*** LISTED ENTRIES Section Begins ***

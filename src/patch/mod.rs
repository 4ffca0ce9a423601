pub mod applicator;
pub mod diff;
pub mod errors;
pub mod parser;
pub mod range_ref;

pub use applicator::{
    apply_hunk, apply_hunks, apply_parsed, apply_patch, apply_patch_to_file, PatchApplication,
};
pub use diff::{hunk_between, render_raw_diff};
pub use errors::{PatchError, RangeRefError};
pub use parser::{
    detect_dialect, parse_patch, FileAction, FilePatch, Hunk, ParsedPatch, PatchDialect,
};
pub use range_ref::{
    has_range_refs, resolve_range_refs, FileReader, FnReader, RangeRefResolver,
};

*** LISTED ENTRIES Section Ends ***

Please make an exact copy of each record.

filename src/patch/mod.rs
repository 4ffca0ce9a423601
pub mod applicator;
pub mod diff;
pub mod errors;
pub mod parser;
pub mod range_ref;

pub use applicator::{
    apply_hunk, apply_hunks, apply_parsed, apply_patch, apply_patch_to_file, PatchApplication,
};
pub use diff::{hunk_between, render_raw_diff};
pub use errors::{PatchError, RangeRefError};
pub use parser::{
    detect_dialect, parse_patch, FileAction, FilePatch, Hunk, ParsedPatch, PatchDialect,
};
pub use range_ref::{
    has_range_refs, resolve_range_refs, FileReader, FnReader, RangeRefResolver,
};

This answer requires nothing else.